Ventilator-induced lung injury (VILI) caused by excessive lung stretch during mechanical ventilation, is an important determinant of intensive care mortality. In recent years the mouse has increasingly become the pre-clinical model of choice, and studies using mice have identified numerous pathways and mediators all apparently vital during VILI. However, findings have not translated into clinical benefit, and it is conceptually extremely difficult to reconcile this plethora of mediators into a single paradigm. We propose that this confused situation has arisen from a somewhat naïve belief that the wide variety of tidal volumes (VT) used within such studies all induce over-stretching of the lungs.Methods
Anaesthetised mice were ventilated (3 cm H2O positive end-expiratory pressure, using air ±CO2 to regulate pH) with a variety of VT ranging from “clinically relevant” (10 ml/kg) to “very high” (40 ml/kg) for up to 3 h.Results
Both 10 ml/kg and 40 ml/kg VT evoked deterioration in arterial pO2 and mean arterial blood pressure (BP), although intermediate VT (20–30 ml/kg) did not (see Abstract S75 table 1). Lung wet:dry weight ratio and lavage fluid total protein were both marginally increased by 10–20 ml/kg VT compared to non-ventilated controls (NVC). However, raising the VT to 30 ml/kg did not further enhance these, suggesting that any increases following 10–20 ml/kg were not due to over-stretching the lungs. Only 40 ml/kg induced substantial increases compared to other groups. Both 40 ml/kg and 30 ml/kg upregulated lavage fluid IL-6, while soluble receptor for advanced glycation end-products (sRAGE) tended to be increased with 10–20 ml/kg but not 30 ml/kg (compared to NVC).

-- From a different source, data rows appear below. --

#[cfg(test)]
mod tests {
    use std::collections::HashMap;

    use super::*;

    #[test]
    fn empty_file_yields_defaults() {
        let config = PipelineConfig::parse("").unwrap();
        assert_eq!(config, PipelineConfig::default());
        assert_eq!(config.store.ttl_days, 30);
        assert_eq!(config.actions.comeback_challenge.wins_needed, 3);
        config.validate().unwrap();
    }

    #[test]
    fn parses_full_file() {
        let config = PipelineConfig::parse(
            r#"
            namespace = "arena"

            [store]
            kind = "file"
            dir = "/var/lib/churn"
            ttl_days = 14

            [stats]
            rage_quit_code = "rq"

            [rules.rage_quit]
            threshold = 5
            priority = 70
            actions = ["record_signal", "grant_item"]
            rollback_on_error = true

            [rules.clan_activity]
            enabled = true
            min_active_members = 4

            [actions.comeback_challenge]
            wins_needed = 5

            [actions.grant_item]
            item_id = "gem_bag"
            quantity = 3

            [actions.record_signal.severity]
            rage_quit = "high"

            [actions.increment_stat]
            stat_code = "comebacks"
            delta = 1

            [dispatch]
            max_in_flight = 8
            event_timeout_secs = 0
            "#,
        )
        .unwrap();
        config.validate().unwrap();

        assert_eq!(config.namespace, "arena");
        assert_eq!(config.store.kind, StoreKind::File);
        assert_eq!(config.store.state_dir(), PathBuf::from("/var/lib/churn"));
        assert_eq!(config.stat_codes().rage_quit, "rq");
        assert_eq!(config.stat_codes().total_wins, "total-wins");

        let rage = config.rule(RageQuitRule::ID);
        assert_eq!(rage.threshold, Some(5));
        assert_eq!(rage.actions, vec!["record_signal", "grant_item"]);
        assert!(rage.rollback_on_error);
        assert!(config.rule(ClanActivityRule::ID).enabled);
        // Unlisted rules keep their built-in binding.
        assert_eq!(
            config.rule(SessionDeclineRule::ID),
            RuleConfig::default_for(SessionDeclineRule::ID)
        );

        assert_eq!(config.actions.comeback_challenge.wins_needed, 5);
        assert_eq!(config.actions.comeback_challenge.duration_days, 7);
        assert_eq!(config.actions.grant_item.quantity, 3);
        assert_eq!(config.actions.record_signal.severity["rage_quit"], Severity::High);
        assert_eq!(config.actions.increment_stat.as_ref().unwrap().id, "increment_stat");
        assert_eq!(config.dispatch_config().event_timeout, None);
        assert_eq!(config.dispatch_config().max_in_flight, 8);
    }

    #[test]
    fn partial_rule_entry_keeps_built_in_binding() {
        let config = PipelineConfig::parse(
            r#"
            [rules.session_decline]
            priority = 70

            [rules.clan_activity]
            min_active_members = 4
            "#,
        )
        .unwrap();

        let decline = config.rule(SessionDeclineRule::ID);
        assert_eq!(decline.priority, Some(70));
        assert_eq!(decline.actions, vec!["record_signal", "comeback_challenge"]);
        assert!(decline.rollback_on_error);
        assert!(decline.enabled);

        let clan = config.rule(ClanActivityRule::ID);
        assert_eq!(clan.min_active_members, Some(4));
        assert!(!clan.enabled);
        assert_eq!(clan.actions, vec!["record_signal"]);
    }

    #[test]
    fn unknown_rule_is_rejected() {
        let config = PipelineConfig::parse("[rules.vibes]\nenabled = true\n").unwrap();
        let err = config.validate().unwrap_err();
        assert!(err.to_string().contains("vibes"));
    }

    #[test]
    fn overrides_take_precedence() {
        let vars: HashMap<&str, &str> = HashMap::from([
            ("CHURN_NAMESPACE", "live"),
            ("CHURN_STATE_DIR", "/tmp/churn"),
            ("CHURN_MAX_IN_FLIGHT", "0"),
            ("CHURN_EVENT_TIMEOUT_SECS", "5"),
            ("CHURN_STORE_KIND", ""),
        ]);
        let mut config = PipelineConfig::default();
        config.apply_overrides(|key| vars.get(key).map(|v| v.to_string()));

        assert_eq!(config.namespace, "live");
        assert_eq!(config.store.kind, StoreKind::File);
        assert_eq!(config.store.dir, Some(PathBuf::from("/tmp/churn")));
        assert_eq!(config.dispatch.max_in_flight, 1);
        assert_eq!(config.dispatch_config().event_timeout, Some(Duration::from_secs(5)));
    }

    #[test]
    fn store_kind_parses_case_insensitively() {
        assert_eq!(parse_value::<StoreKind>("FILE"), Some(StoreKind::File));
        assert_eq!(parse_value::<StoreKind>("redis"), None);
    }

    #[test]
    fn load_reports_missing_file() {
        let dir = tempfile::tempdir().unwrap();
        let err = PipelineConfig::load(&dir.path().join("absent.toml")).unwrap_err();
        assert!(format!("{err:#}").contains("absent.toml"));
    }
}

Again, only 40 ml/kg VT induced significant upregulation.Conclusions
These data demonstrate that only the highest VT used (40 ml/kg) induced major changes in physiological and inflammatory markers consistent with development of VILI. Signs of injury/inflammation using VT 10–20 ml/kg are likely to result not from substantial lung over-stretch but from other factors, particularly epithelial shear stress secondary to alveolar derecruitment and atelectasis. While such VT may themselves be considered to be “clinically relevant”, whether they induce a “clinically relevant” pathophysiology in healthy mice is questionable.